1. First order Bartlett’s identity
Let us assume that a random variable \(X\) has a non-zero density \(f\) with a parameter \(\theta\) , i.e., \(y=f(x;\theta)\), where \(y\in\mathbb{R}\).
Then, we have a condition \(\int_{\mathbb{R}}f(x;\theta)=1\).
It means
\[ \frac{\partial}{\partial\theta}\int f(x;\theta)dx= \int \frac{\partial}{\partial\theta}f(x;\theta)dx =\int f'(x;\theta)dx =0. \] From the above equality, we have the following relationship:
\[ \int f'(x;\theta)dx = \int\frac{f'(x;\theta)}{f(x;\theta)} \cdot f(x;\theta)dx = \mathbb{E}_{f(x;\theta)}\left\{ \frac{\partial}{\partial\theta}\left( \log(f(x;\theta))\right) \right\} =0 \]
Let us define \(\ell(x;\theta) = \log(f(x;\theta))\), we have
\[ \mathbb{E}_{y\sim f(x;\theta)}\left[\frac{\partial}{\partial\theta}\ell(x;\theta)\right] = 0 \]
2. Second order Bartlett’s identity
Similar to the first-order identity, we start with the following:
\[ \int \frac{\partial^2}{\partial \theta^2}f(x;\theta) = 0. \]
Also, we have
\[ \frac{\partial^2}{\partial\theta^2} \ell(x;\theta) = \frac{f''(x;\theta)}{f(x;\theta)} - \left(\frac{f'(x;\theta)}{f(x;\theta)}\right)^2 \]

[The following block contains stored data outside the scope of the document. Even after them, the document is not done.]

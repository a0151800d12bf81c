//! RabbitMQ sink (spec §4.H): publishes events to a durable topic exchange
//! over an AMQP channel, routed through a [`BoundedQueue`] for backpressure.

use std::rc::Rc;

use lapin::options::{BasicPublishOptions, ExchangeDeclareOptions};
use lapin::types::FieldTable;
use lapin::{Connection, ConnectionProperties, ExchangeKind};
use serde_json::Value;
use tracing::{info, warn};

use crate::dispatcher::Dispatcher;
use crate::event::Event;
use crate::queue::BoundedQueue;
use crate::session::Backoff;

pub const EXCHANGE_NAME: &str = "logs";

/// Runs the RabbitMQ sink's reconnect loop until the process shuts down.
pub async fn run(
    uri: String,
    vhost: String,
    queue_size: usize,
    routing_key: String,
    dispatcher: Dispatcher,
) {
    let mut backoff = Backoff::default();

    loop {
        match connect_and_serve(&uri, &vhost, queue_size, &routing_key, &dispatcher).await {
            Ok(()) => backoff.reset(),
            Err(error) => warn!(%error, "rabbitmq connection lost"),
        }
        tokio::time::sleep(backoff.next_delay()).await;
    }
}

async fn connect_and_serve(
    uri: &str,
    vhost: &str,
    queue_size: usize,
    routing_key: &str,
    dispatcher: &Dispatcher,
) -> anyhow::Result<()> {
    let full_uri = format!("{uri}/{}", vhost.trim_start_matches('/'));
    let connection = Connection::connect(&full_uri, ConnectionProperties::default()).await?;
    let channel = connection.create_channel().await?;

    channel
        .exchange_declare(
            EXCHANGE_NAME,
            ExchangeKind::Topic,
            ExchangeDeclareOptions {
                durable: true,
                auto_delete: false,
                ..Default::default()
            },
            FieldTable::default(),
        )
        .await?;
    info!("rabbitmq sink connected, exchange {EXCHANGE_NAME} declared");

    let channel = Rc::new(channel);
    let routing_key = Rc::new(routing_key.to_string());
    let queue: BoundedQueue<Vec<u8>> = BoundedQueue::new(Some(queue_size), {
        let channel = channel.clone();
        let routing_key = routing_key.clone();
        Rc::new(move |body: Vec<u8>| {
            let channel = channel.clone();
            let routing_key = routing_key.clone();
            Box::pin(async move {
                channel
                    .basic_publish(
                        EXCHANGE_NAME,
                        &routing_key,
                        BasicPublishOptions::default(),
                        &body,
                        lapin::BasicProperties::default(),
                    )
                    .await?
                    .await?;
                Ok(())
            })
        })
    });

    let consumer = queue.put_fn(|event: &Event| encode_for_publish(event));
    let token = dispatcher.register(consumer);

    // Hold the registration open until the underlying connection reports
    // an error, at which point we unregister and let the caller retry.
    let (closed_tx, closed_rx) = tokio::sync::oneshot::channel();
    let closed_tx = std::cell::RefCell::new(Some(closed_tx));
    connection.on_error(move |error| {
        if let Some(tx) = closed_tx.borrow_mut().take() {
            let _ = tx.send(error);
        }
    });

    let close_reason = closed_rx.await;
    dispatcher.unregister(token);
    queue.stop();
    anyhow::bail!("rabbitmq connection closed: {close_reason:?}")
}

/// Stringifies `timestamp` and coerces `isError` to a boolean on a private
/// copy, per spec §4.H, before serializing to the publish body.
fn encode_for_publish(event: &Event) -> Vec<u8> {
    let mut event = event.clone();
    if let Some(timestamp) = event.get("timestamp").cloned() {
        let stringified = match &timestamp {
            Value::Number(n) => n.to_string(),
            Value::String(s) => s.clone(),
            other => other.to_string(),
        };
        event.insert("timestamp", Value::String(stringified));
    }
    if let Some(is_error) = event.get("isError").cloned() {
        let truthy = is_truthy(&is_error);
        event.insert("isError", Value::Bool(truthy));
    }
    serde_json::to_vec(&event.to_json()).unwrap_or_else(|_| b"{}".to_vec())
}

fn is_truthy(value: &Value) -> bool {
    match value {
        Value::Bool(b) => *b,
        Value::Number(n) => n.as_f64().map(|f| f != 0.0).unwrap_or(false),
        Value::String(s) => !s.is_empty(),
        Value::Null => false,
        Value::Array(a) => !a.is_empty(),
        Value::Object(o) => !o.is_empty(),
    }
}

#[cfg(test)]
mod tests {
    use super::*;

    #[test]
    fn stringifies_numeric_timestamp() {
        let mut event = Event::new();
        event.insert("timestamp", 1421337566.0);
        let body = encode_for_publish(&event);
        let value: Value = serde_json::from_slice(&body).unwrap();
        assert_eq!(value["timestamp"], Value::String("1421337566.0".to_string()));
    }

    #[test]
    fn coerces_truthy_is_error_values() {
        let mut event = Event::new();
        event.insert("isError", "yes");
        let body = encode_for_publish(&event);
        let value: Value = serde_json::from_slice(&body).unwrap();
        assert_eq!(value["isError"], Value::Bool(true));
    }

    #[test]
    fn coerces_falsy_is_error_values() {
        let mut event = Event::new();
        event.insert("isError", "");
        let body = encode_for_publish(&event);
        let value: Value = serde_json::from_slice(&body).unwrap();
        assert_eq!(value["isError"], Value::Bool(false));
    }
}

By adding expectation over both side of the equality, we have
\[ \begin{aligned} \mathbb{E}\left[ \frac{\partial^2}{\partial\theta^2}\ell(x;\theta)\right] = \int f''(x;\theta)dx - \mathbb{E}\left[\left(\frac{\partial}{\partial\theta}\log f(x;\theta)\right)^2\right] \end{aligned} \]
Finally, we can rewrite the above equation into a vector form representation:
\[\mathbb{E}\left[\nabla_\theta^2\ell(x;\theta)\right] + \mathbb{E}\left[\nabla \ell(x;\theta)\nabla\ell(x;\theta)^T\right]=0.\]
3. Advanced to NLL Loss
Paper: https://arxiv.org/abs/1612.00796
The article discusses the relationship between Fisher Information and the Hessian of Negative Log-Likelihood in neural networks. It explains how the Hessian matrix, which is difficult to compute due to its dependence on the second derivative of a large parameter vector, can be approximated using the Fisher Information Matrix. The article delves into the definitions and mathematical expressions of both concepts, highlighting their similarities and differences. It also explores a specific case where the activation function is part of the Canonical Exponential Family, leading to further insights into the relationship between Fisher Information and the Hessian matrix.
Notation: Let us consider a NN model, which estimates \(p(y|x;\theta)\), where the ground truth distribution is represented by \(q_x\) , \(q_{y|x}\), …
Fisher Information Matrix (FIM): The fisher information matrix is defined by
\[ F = \mathbb{E}_{x\sim q_x}\left[\mathbb{E}_{y\sim p_{y|x}} \nabla_\theta\log p(y|x;\theta)\nabla_\theta\log p(y|x;\theta)^T\right]. \] From the Bartlett’s identity, we have
\[ F = - \mathbb{E}_{x\sim q_x}\left[\mathbb{E}_{y\sim p_{y|x}} \nabla^2_\theta\log p(y|x;\theta)\right]. \]
Hessian Matrix of NLL loss: Let us consider an NLL loss \(\ell = -\mathbb{E} \left[\log p(y|x;\theta) \right]\). Then, the Hessian matrix is represented by
\[ H = -\mathbb{E}_q\left[\nabla^2_\theta \log p(y|x;\theta)\right]. \]
The key difference between FIM and NLL loss is probability distribution used in expectation. - \(p(y|x)\) vs \(q(y|x)\).
Thus, if \(p(y|x)\approx q(y|x)\), we can ap proximate \(H\) by \(F\).